PROMPT »
Check every line of the data below for the word "overlap". Copy the ones that have it.

── EXTRACTED DATA

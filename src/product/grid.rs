use std::ops::Range;

use plotly::{
    common::{ColorScale, ColorScalePalette},
    HeatMap,
};

use crate::{
    args::{FftArgs, StrideArgs},
    data::TimeSeries,
    error::LdvwError,
    signal::{strides, Segmenting},
};

/// Per-stride spectra of one channel, laid out for a heatmap.
#[derive(Debug, Clone)]
pub(crate) struct TimeFrequency {
    /// Stride start times relative to the first sample.
    pub times: Vec<f64>,
    pub frequencies: Vec<f64>,
    /// One column per stride, one value per frequency.
    pub columns: Vec<Vec<f64>>,
}

impl TimeFrequency {
    pub fn compute(
        ch: &TimeSeries,
        fft: &FftArgs,
        stride: &StrideArgs,
        mut column: impl FnMut(Range<usize>, Segmenting) -> Result<Vec<f64>, LdvwError>,
    ) -> Result<Self, LdvwError> {
        let seconds = stride.seconds(fft);
        if seconds < fft.secpfft {
            return Err(LdvwError::FftParameter(format!(
                "stride {seconds} s is shorter than secpfft {} s",
                fft.secpfft
            )));
        }
        let seg = Segmenting::new(fft.secpfft, fft.overlap, ch.sample_rate)?;
        let stride_len = ch.samples_in(seconds).max(seg.nfft);
        if ch.len() < stride_len {
            return Err(LdvwError::TooFewSamples {
                channel: ch.name.clone(),
                got: ch.len(),
                need: stride_len,
            });
        }

        let mut times = vec![];
        let mut columns = vec![];
        for range in strides(ch.len(), stride_len) {
            times.push(range.start as f64 / ch.sample_rate);
            columns.push(column(range, seg)?);
        }
        Ok(Self {
            times,
            frequencies: seg.frequencies(ch.sample_rate),
            columns,
        })
    }

    /// Rows per frequency, starting at bin `first`.
    pub fn rows(&self, first: usize) -> Vec<Vec<f64>> {
        (first..self.frequencies.len())
            .map(|k| self.columns.iter().map(|c| c[k]).collect())
            .collect()
    }

    pub fn heatmap(&self, name: &str, skip_dc: bool) -> Box<HeatMap<f64, f64, Vec<f64>>> {
        let first = usize::from(skip_dc);
        HeatMap::new(
            self.times.clone(),
            self.frequencies[first..].to_vec(),
            self.rows(first),
        )
        .name(name)
        .color_scale(ColorScale::Palette(ColorScalePalette::Viridis))
    }
}

#[cfg(test)]
mod tests {
    use super::*;
    use crate::product::tests::sine;

    fn fft() -> FftArgs {
        FftArgs {
            secpfft: 0.5,
            overlap: 0.5,
        }
    }

    #[test]
    fn one_column_per_stride() {
        let ch = sine("H1", 8.0, 64.0, 5.5);
        let tf = TimeFrequency::compute(&ch, &fft(), &StrideArgs { stride: None }, |r, _| {
            Ok(vec![r.start as f64; 17])
        })
        .unwrap();
        assert_eq!(tf.times, vec![0.0, 1.0, 2.0, 3.0, 4.0]);
        assert_eq!(tf.frequencies.len(), 17);
        let rows = tf.rows(1);
        assert_eq!(rows.len(), 16);
        assert_eq!(rows[0], vec![0.0, 64.0, 128.0, 192.0, 256.0]);
    }

    #[test]
    fn stride_shorter_than_fft_is_rejected() {
        let ch = sine("H1", 8.0, 64.0, 4.0);
        let err = TimeFrequency::compute(
            &ch,
            &fft(),
            &StrideArgs { stride: Some(0.25) },
            |_, _| Ok(vec![]),
        )
        .unwrap_err();
        assert!(matches!(err, LdvwError::FftParameter(_)));
    }

    #[test]
    fn needs_one_full_stride() {
        let ch = sine("H1", 8.0, 64.0, 0.75);
        let err = TimeFrequency::compute(&ch, &fft(), &StrideArgs { stride: None }, |_, _| {
            Ok(vec![])
        })
        .unwrap_err();
        assert!(matches!(err, LdvwError::TooFewSamples { need: 64, .. }));
    }
}
use clap::Args;
use plotly::{common::Mode, Plot, Scatter};

use super::{layout, title, AxisSpec, ChannelCount, Product};
use crate::{
    args::{FftArgs, ProductArgs},
    data::TimeSeries,
    signal::{coherence, Segmenting},
};

pub const ACTION: &str = "coherence";

#[derive(Debug, Clone, Args)]
pub struct CoherenceArgs {
    #[clap(flatten)]
    pub product: ProductArgs,
    #[clap(flatten)]
    pub fft: FftArgs,
}

impl Product for CoherenceArgs {
    fn action(&self) -> &'static str {
        ACTION
    }

    fn args(&self) -> &ProductArgs {
        &self.product
    }

    /// The first channel is the reference.
    fn channel_count(&self) -> ChannelCount {
        ChannelCount::at_least(2)
    }

    fn figure(&self, data: &[TimeSeries]) -> anyhow::Result<Plot> {
        let axes = &self.product.axes;
        let log_x = axes.log_x(true);
        let first = usize::from(log_x);
        let (reference, others) = data
            .split_first()
            .ok_or_else(|| anyhow::anyhow!("no reference channel"))?;

        let seg = Segmenting::new(self.fft.secpfft, self.fft.overlap, reference.sample_rate)?;
        seg.require(&reference.name, reference.len())?;
        let frequencies = seg.frequencies(reference.sample_rate);
        let mut plot = Plot::new();
        for ch in others {
            let coh = coherence(
                &ch.name,
                &reference.values,
                &ch.values,
                reference.sample_rate,
                seg,
            )?;
            let trace = Scatter::new(frequencies[first..].to_vec(), coh[first..].to_vec())
                .name(&ch.name)
                .mode(Mode::Lines);
            plot.add_trace(trace);
        }

        let title = title(&self.product, || format!("Coherence with {}", reference.name));
        let (ymin, ymax) = match (axes.ymin, axes.ymax) {
            (None, None) => (Some(0.0), Some(1.0)),
            limits => limits,
        };
        plot.set_layout(layout(
            &title,
            AxisSpec {
                label: "Frequency (Hz)",
                log: log_x,
                min: axes.xmin,
                max: axes.xmax,
            },
            AxisSpec {
                label: "Coherence",
                log: axes.log_y(false),
                min: ymin,
                max: ymax,
            },
        ));
        Ok(plot)
    }
}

────

SOLUTION FOR THIS EXERCISE »
        let seg = Segmenting::new(fft.secpfft, fft.overlap, ch.sample_rate)?;
            overlap: 0.5,
        let seg = Segmenting::new(self.fft.secpfft, self.fft.overlap, reference.sample_rate)?;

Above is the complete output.